Every year, business schools worldwide churn out overconfident graduates, over reliant on their ability to use scientific knowledge to deal with real-life organizational and societal problems. This is how the education-to-job pipeline has managed to fit the job market by teaching people specific knowledge for a given professional track.

Business school programs are built on the premise that students should acquire technical capabilities and scientifically grounded methods to deal with real-life managerial and business issues. Thus, a cursory examination of the dominant teaching curriculum in business schools reveals the overemphasizing of analytical tools, inducing that management situation can be apprehended as neat technical problems (Raelin, 2017). This focus on enshrined scientific solutions comes at the expense of other approaches, such as character education, ethic, and practical wisdom (Bennis & O'Toole, 2005). This percept is criticized by many thinkers and researchers (Flyberg, 2001; Ghoshal, 2005; Pfeffer & Fong, 2004; Sandberg & Tsoukas, 2011), who question the capacity of business graduates to deal effectively with the complexity and ambiguity of the world. Given the ecological, ethical, and political mayhem caused by highly educated business leaders, it is legitimate to raise the question: Do business graduates learn enough wisdom in university to allow them to manage wisely, let alone live accordingly?
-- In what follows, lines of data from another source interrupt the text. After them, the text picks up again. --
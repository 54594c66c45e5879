//! The home page with the remaining budget and the transaction listings.

mod handlers;
mod tables;

pub use handlers::{get_home_page, get_user_transactions_page};
//! The form shared by the add and edit budget entry pages.

use maud::{Markup, html};
use serde::{Deserialize, Serialize};
use time::Date;

use crate::{
    Error,
    html::{FORM_LABEL_STYLE, FORM_TEXT_INPUT_STYLE},
};

/// The form data for adding or editing a budget entry.
#[derive(Debug, Serialize, Deserialize)]
pub struct BudgetForm {
    /// How much money was added to the budget, in dollars.
    pub amount_added: f64,
    /// When the money was added.
    pub added_date: Date,
}

impl BudgetForm {
    /// # Errors
    ///
    /// Returns [Error::InvalidAmount] if the amount is zero, infinite or NaN.
    pub fn validate(&self) -> Result<(), Error> {
        if !self.amount_added.is_finite() || self.amount_added == 0.0 {
            return Err(Error::InvalidAmount);
        }

        Ok(())
    }
}

/// The amount and date input fields, pre-filled with `amount` and `date`.
pub fn budget_form_fields(amount: Option<f64>, date: Date) -> Markup {
    let amount_str = amount.map(|amount| format!("{amount:.2}"));

    html! {
        div
        {
            label
                for="amount_added"
                class=(FORM_LABEL_STYLE)
            {
                "Amount added"
            }

            div class="input-wrapper w-full"
            {
                input
                    name="amount_added"
                    id="amount_added"
                    type="number"
                    step="0.01"
                    placeholder="0.00"
                    required
                    autofocus
                    value=[amount_str.as_deref()]
                    class=(FORM_TEXT_INPUT_STYLE);
            }
        }

        div
        {
            label
                for="added_date"
                class=(FORM_LABEL_STYLE)
            {
                "Date added"
            }

            input
                name="added_date"
                id="added_date"
                type="date"
                value=(date)
                required
                class=(FORM_TEXT_INPUT_STYLE);
        }
    }
}

#[cfg(test)]
mod tests {
    use scraper::Html;
    use time::macros::date;

    use crate::{
        Error,
        test_utils::{assert_form_input, assert_form_input_with_value, must_get_form},
    };

    use super::{BudgetForm, budget_form_fields};

    #[test]
    fn validate_rejects_zero_and_non_finite_amounts() {
        for amount_added in [0.0, f64::INFINITY, f64::NEG_INFINITY, f64::NAN] {
            let form = BudgetForm {
                amount_added,
                added_date: date!(2025 - 10 - 02),
            };

            assert_eq!(
                form.validate(),
                Err(Error::InvalidAmount),
                "amount {amount_added} should be rejected"
            );
        }
    }

    #[test]
    fn validate_accepts_future_dates() {
        let form = BudgetForm {
            amount_added: 250.0,
            added_date: date!(2999 - 01 - 01),
        };

        assert_eq!(form.validate(), Ok(()));
    }

    #[test]
    fn non_finite_amounts_parse_from_form_data() {
        let form: BudgetForm =
            serde_urlencoded::from_str("amount_added=inf&added_date=2025-01-01").unwrap();

        assert_eq!(form.validate(), Err(Error::InvalidAmount));
    }

    #[test]
    fn prefills_amount_and_date() {
        let markup = maud::html! {
            form { (budget_form_fields(Some(120.5), date!(2025 - 10 - 02))) }
        };

        let document = Html::parse_document(&markup.into_string());
        let form = must_get_form(&document);
        assert_form_input_with_value(&form, "amount_added", "number", "120.50");
        assert_form_input_with_value(&form, "added_date", "date", "2025-10-02");
    }

    #[test]
    fn amount_is_empty_for_new_entry() {
        let markup = maud::html! {
            form { (budget_form_fields(None, date!(2025 - 10 - 05))) }
        };

        let document = Html::parse_document(&markup.into_string());
        let form = must_get_form(&document);
        assert_form_input(&form, "amount_added", "number");
        assert_form_input_with_value(&form, "added_date", "date", "2025-10-05");
    }
}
Some scholars argue that management students trained to become executors of economic and organizational management theories and principles are causing bad corporate governance and moral decline (Baden & Higgs, 2015; Ghoshal, 2005). The dearth of character education is problematic regarding the pedagogical pattern of management curricula and the outcomes of such design. Students seem to learn the wrong things in the wrong ways because they are being taught the wrong things in the wrong ways (Schwartz, 2010). Education that puts much stock on knowledge and technical skills can be detrimental to individual and societal welfare. It hinders compassion and common good orientation and reinforces cultural, political, and economic forces that shape students into alienated empty suits (Taleb, 2008), relentlessly competing with others to pursue unexamined and market-manipulated desires.
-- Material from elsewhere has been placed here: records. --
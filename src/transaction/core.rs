//! Defines the core data models and database queries for transactions.

use rusqlite::{Connection, Row, TransactionBehavior};
use serde::{Deserialize, Serialize};
use time::Date;

use crate::Error;

// ============================================================================
// MODELS
// ============================================================================

/// A purchase made by a user, paid for out of the shared budget.
///
/// To create a new `Transaction`, use [Transaction::build].
#[derive(Debug, Clone, PartialEq, Serialize, Deserialize)]
pub struct Transaction {
    /// The ID of the transaction.
    pub id: i64,
    /// The username of the user who recorded the transaction.
    pub owner_username: String,
    /// The amount of money spent.
    pub amount: f64,
    /// When the transaction happened.
    pub date: Date,
    /// A text description of what the transaction was for.
    pub description: String,
    /// What kind of spending this was, e.g. "Groceries".
    pub category: String,
    /// The card the transaction was paid with.
    pub card_name: String,
}

impl Transaction {
    /// Create a new transaction.
    ///
    /// Shortcut for [TransactionBuilder] for discoverability.
    pub fn build(amount: f64, date: Date, description: &str) -> TransactionBuilder {
        TransactionBuilder {
            amount,
            date,
            description: description.to_owned(),
            category: String::new(),
            card_name: String::new(),
        }
    }
}

/// A builder for creating [Transaction] instances.
///
/// The owner is not part of the builder, it is passed to [create_transaction]
/// by the caller who knows who is logged in.
///
/// # Examples
///
/// ```ignore
/// use time::macros::date;
///
/// use crate::transaction::Transaction;
///
/// let builder = Transaction::build(45.99, date!(2025 - 01 - 15), "Weekly shop")
///     .category("Groceries")
///     .card_name("Visa");
/// ```
#[derive(Debug, PartialEq, Clone)]
pub struct TransactionBuilder {
    /// The amount of money spent.
    pub amount: f64,
    /// The date when the transaction occurred. Must not be in the future.
    pub date: Date,
    /// A human-readable description of the transaction.
    pub description: String,
    /// What kind of spending this was.
    pub category: String,
    /// The card the transaction was paid with.
    pub card_name: String,
}

impl TransactionBuilder {
    /// Set the category for the transaction.
    pub fn category(mut self, category: &str) -> Self {
        category.clone_into(&mut self.category);
        self
    }

    /// Set the card name for the transaction.
    pub fn card_name(mut self, card_name: &str) -> Self {
        card_name.clone_into(&mut self.card_name);
        self
    }
}

// ============================================================================
// DATABASE FUNCTIONS
// ============================================================================

/// Create a new transaction owned by `owner_username`.
///
/// # Errors
/// This function will return a:
/// - [Error::NotFound] if `owner_username` is not a registered user,
/// - or [Error::SqlError] if there is some other SQL error.
pub fn create_transaction(
    owner_username: &str,
    builder: TransactionBuilder,
    connection: &Connection,
) -> Result<Transaction, Error> {
    let transaction = connection
        .prepare(
            "INSERT INTO \"transaction\" (owner_username, amount, date, description, category, card_name)
             VALUES (?1, ?2, ?3, ?4, ?5, ?6)
             RETURNING id, owner_username, amount, date, description, category, card_name",
        )?
        .query_row(
            (
                owner_username,
                builder.amount,
                builder.date,
                builder.description,
                builder.category,
                builder.card_name,
            ),
            map_transaction_row,
        )
        .map_err(|error| match error {
            rusqlite::Error::SqliteFailure(
                rusqlite::ffi::Error {
                    code: _,
                    extended_code: rusqlite::ffi::SQLITE_CONSTRAINT_FOREIGNKEY,
                },
                _,
            ) => Error::NotFound,
            error => error.into(),
        })?;

    Ok(transaction)
}

/// Retrieve a transaction from the database by its `id`.
///
/// # Errors
/// This function will return a:
/// - [Error::NotFound] if `id` does not refer to a valid transaction,
/// - or [Error::SqlError] there is some other SQL error.
pub fn get_transaction(id: i64, connection: &Connection) -> Result<Transaction, Error> {
    let transaction = connection
        .prepare(
            "SELECT id, owner_username, amount, date, description, category, card_name
             FROM \"transaction\" WHERE id = :id",
        )?
        .query_one(&[(":id", &id)], map_transaction_row)?;

    Ok(transaction)
}

/// Returns [Error::NotFound] if the transaction does not exist, or
/// [Error::Forbidden] if it belongs to someone other than `actor_username`.
fn check_owner(id: i64, actor_username: &str, connection: &Connection) -> Result<(), Error> {
    let owner_username: String = connection.query_row(
        "SELECT owner_username FROM \"transaction\" WHERE id = ?1",
        [id],
        |row| row.get(0),
    )?;

    if owner_username != actor_username {
        tracing::warn!(
            "{actor_username} tried to change transaction {id}, which is owned by {owner_username}"
        );
        return Err(Error::Forbidden);
    }

    Ok(())
}

/// Replace the details of transaction `id` on behalf of `actor_username`.
///
/// The ownership check and the update run in one database transaction, so
/// nothing is written when the check fails.
///
/// # Errors
/// This function will return a:
/// - [Error::NotFound] if `id` does not refer to a valid transaction,
/// - [Error::Forbidden] if `actor_username` does not own the transaction,
/// - or [Error::SqlError] if there is some other SQL error.
pub fn update_owned_transaction(
    id: i64,
    actor_username: &str,
    builder: &TransactionBuilder,
    connection: &Connection,
) -> Result<Transaction, Error> {
    let sql_transaction =
        rusqlite::Transaction::new_unchecked(connection, TransactionBehavior::Immediate)?;

    check_owner(id, actor_username, &sql_transaction)?;

    let transaction = sql_transaction
        .prepare(
            "UPDATE \"transaction\"
             SET amount = ?1, date = ?2, description = ?3, category = ?4, card_name = ?5
             WHERE id = ?6
             RETURNING id, owner_username, amount, date, description, category, card_name",
        )?
        .query_row(
            (
                builder.amount,
                builder.date,
                &builder.description,
                &builder.category,
                &builder.card_name,
                id,
            ),
            map_transaction_row,
        )?;

    sql_transaction.commit()?;

    Ok(transaction)
}

/// Delete transaction `id` on behalf of `actor_username`.
///
/// The ownership check and the delete run in one database transaction, so
/// nothing is deleted when the check fails.
///
/// # Errors
/// This function will return a:
/// - [Error::NotFound] if `id` does not refer to a valid transaction,
/// - [Error::Forbidden] if `actor_username` does not own the transaction,
/// - or [Error::SqlError] if there is some other SQL error.
pub fn delete_owned_transaction(
    id: i64,
    actor_username: &str,
    connection: &Connection,
) -> Result<(), Error> {
    let sql_transaction =
        rusqlite::Transaction::new_unchecked(connection, TransactionBehavior::Immediate)?;

    check_owner(id, actor_username, &sql_transaction)?;

    sql_transaction.execute("DELETE FROM \"transaction\" WHERE id = ?1", [id])?;
    sql_transaction.commit()?;

    Ok(())
}

/// Get the total number of transactions in the database.
///
/// # Errors
/// This function will return a [Error::SqlError] there is some SQL error.
#[cfg(test)]
pub fn count_transactions(connection: &Connection) -> Result<u32, Error> {
    connection
        .query_row("SELECT COUNT(id) FROM \"transaction\";", [], |row| {
            row.get(0)
        })
        .map_err(|error| error.into())
}

/// Create the transaction table in the database.
///
/// # Errors
/// Returns an error if the table cannot be created or if there is an SQL error.
pub fn create_transaction_table(connection: &Connection) -> Result<(), rusqlite::Error> {
    connection.execute(
        "CREATE TABLE IF NOT EXISTS \"transaction\" (
                id INTEGER PRIMARY KEY AUTOINCREMENT,
                owner_username TEXT NOT NULL,
                amount REAL NOT NULL,
                date TEXT NOT NULL,
                description TEXT NOT NULL,
                category TEXT NOT NULL,
                card_name TEXT NOT NULL,
                FOREIGN KEY(owner_username) REFERENCES user(username) ON UPDATE CASCADE
                )",
        (),
    )?;

    // Ensure the sequence starts at 1
    connection.execute(
        "INSERT OR IGNORE INTO sqlite_sequence (name, seq) VALUES ('transaction', 0)",
        (),
    )?;

    // Index used by the paginated listings.
    connection.execute(
        "CREATE INDEX IF NOT EXISTS idx_transaction_date_id ON \"transaction\"(date DESC, id DESC);",
        (),
    )?;
    connection.execute(
        "CREATE INDEX IF NOT EXISTS idx_transaction_owner ON \"transaction\"(owner_username);",
        (),
    )?;

    Ok(())
}

/// Map a database row to a Transaction.
///
/// Expects the columns in the order `id, owner_username, amount, date,
/// description, category, card_name`.
pub fn map_transaction_row(row: &Row) -> Result<Transaction, rusqlite::Error> {
    Ok(Transaction {
        id: row.get(0)?,
        owner_username: row.get(1)?,
        amount: row.get(2)?,
        date: row.get(3)?,
        description: row.get(4)?,
        category: row.get(5)?,
        card_name: row.get(6)?,
    })
}

// ============================================================================
// TESTS
// ============================================================================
In recent years, a growing stream of organizational research has sought to shift the goal and the process of business school education away from information transfer and toward holistic wisdom-oriented approaches (McKenna & Rooney, 2014; Nonaka & Toyama, 2007; Schwartz, 2010; Sternberg, 2001). Over the world, numerous universities are considering developing character-based and ethically driven approaches to deal with modern society's increasingly complex and wicked problems. Educating for practical wisdom is a deliberate effort by institutions to assist students in developing expertise in fundamental pragmatics of business life (Baltes & Staudinger, 2000; Brooks et al., 2019; Chia & Holt, 2008; Schwartz, 2010).

Key Terms in this Chapter

Educator: A professor with the will and the ability to think and act in phenomenological way with his students in managerial context.

Virtue Ethic: The set of character strengths (e.g., wisdom, courage, integrity, and generosity) which allow to act with morality and to lead a good life.
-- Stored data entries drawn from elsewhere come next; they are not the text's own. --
//! The page that explains how to reset a forgotten password.

use axum::response::{IntoResponse, Response};
use maud::{Markup, html};

use crate::{
    endpoints,
    html::{LINK_STYLE, base, log_in_register},
};

fn forgot_password_template() -> Markup {
    let content = html! {
        div class="space-y-4 text-gray-900 dark:text-white"
        {
            p class="text-justify"
            {
                "Passwords can only be reset by whoever runs this server. Ask them to
                run the " code { "reset_password" } " program from the server's
                directory, pointing it at the database file and your email address:"
            }

            pre class="p-3 overflow-x-auto text-sm rounded bg-gray-100 dark:bg-gray-700"
            {
                code { "reset_password --db-path fintrack.db --email you@example.com" }
            }

            p
            {
                "The program will ask for the new password twice. Once it is done, "
                a href=(endpoints::LOG_IN_VIEW) class=(LINK_STYLE) { "log in" }
                " with the new password."
            }
        }
    };

    base(
        "Forgot Password",
        &[],
        &log_in_register("Forgot your password?", &content),
    )
}

/// Renders a page describing how the user's password can be reset.
pub async fn get_forgot_password_page() -> Response {
    forgot_password_template().into_response()
}
//! Paginated transaction listings and the latest budget entries.

use rusqlite::{Connection, TransactionBehavior};

use crate::{
    Error,
    budget::{BudgetEntry, map_budget_entry_row},
    transaction::{Transaction, map_transaction_row},
};

/// How many transactions are shown on each page of a listing.
pub const LEDGER_PAGE_SIZE: u64 = 5;

/// How many budget entries are shown on the home page.
pub const RECENT_BUDGET_ENTRY_LIMIT: u64 = 5;

/// One page of a transaction listing.
#[derive(Debug, Clone, PartialEq)]
pub struct TransactionPage {
    /// The transactions on this page, newest first.
    pub items: Vec<Transaction>,
    /// Whether there are pages after this one.
    pub has_more: bool,
    /// How many pages there are in total. Zero when there are no transactions.
    pub total_pages: u64,
    /// The page number that was fetched, starting at 1.
    pub page: u64,
}

/// Get page `page` of the transactions, ordered by date and then ID, newest first.
///
/// If `owner` is given, only that user's transactions are listed. Page 0 is
/// treated as page 1, and a page past the end is empty.
///
/// # Errors
/// This function will return a [Error::SqlError] if there is an SQL error.
pub fn list_transactions(
    page: u64,
    owner: Option<&str>,
    connection: &Connection,
) -> Result<TransactionPage, Error> {
    let page = page.max(1);
    let offset = i64::try_from((page - 1).saturating_mul(LEDGER_PAGE_SIZE)).unwrap_or(i64::MAX);

    // Count and select in one read transaction so the page count matches the rows.
    let sql_transaction =
        rusqlite::Transaction::new_unchecked(connection, TransactionBehavior::Deferred)?;

    let count: i64 = sql_transaction.query_row(
        "SELECT COUNT(id) FROM \"transaction\" WHERE ?1 IS NULL OR owner_username = ?1",
        [owner],
        |row| row.get(0),
    )?;

    let items = sql_transaction
        .prepare(
            "SELECT id, owner_username, amount, date, description, category, card_name
             FROM \"transaction\"
             WHERE ?1 IS NULL OR owner_username = ?1
             ORDER BY date DESC, id DESC
             LIMIT ?2 OFFSET ?3",
        )?
        .query_map((owner, LEDGER_PAGE_SIZE as i64, offset), map_transaction_row)?
        .collect::<Result<Vec<_>, _>>()?;

    sql_transaction.commit()?;

    let total_pages = count.unsigned_abs().div_ceil(LEDGER_PAGE_SIZE);

    Ok(TransactionPage {
        items,
        has_more: page < total_pages,
        total_pages,
        page,
    })
}

/// The most recent budget entries, newest first.
///
/// # Errors
/// This function will return a [Error::SqlError] if there is an SQL error.
pub fn recent_budget_entries(connection: &Connection) -> Result<Vec<BudgetEntry>, Error> {
    connection
        .prepare(
            "SELECT id, amount_added, added_date FROM budget
             ORDER BY added_date DESC, id DESC
             LIMIT ?1",
        )?
        .query_map([RECENT_BUDGET_ENTRY_LIMIT as i64], map_budget_entry_row)?
        .map(|entry| entry.map_err(Error::from))
        .collect()
}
Morality: One's willingness and capability to discern the right from the wrong in a situation and act according to their moral values.

Practical Wisdom (Phronesis): One's ability to perceive, deliberate, and act judiciously in a situation, considering the different interests and seeking the common good. It includes the wise knowing, the wise feeling, and the wise judging for one's wise doing.

Wise Person (Phronemoi): Person who knows how to use appropriately their knowledge in a situation according to its specifities; they are ready to assume and learn from the experience.

Character: Particular combination of inherent psychological and moral qualities that defines one's individual nature and attitude.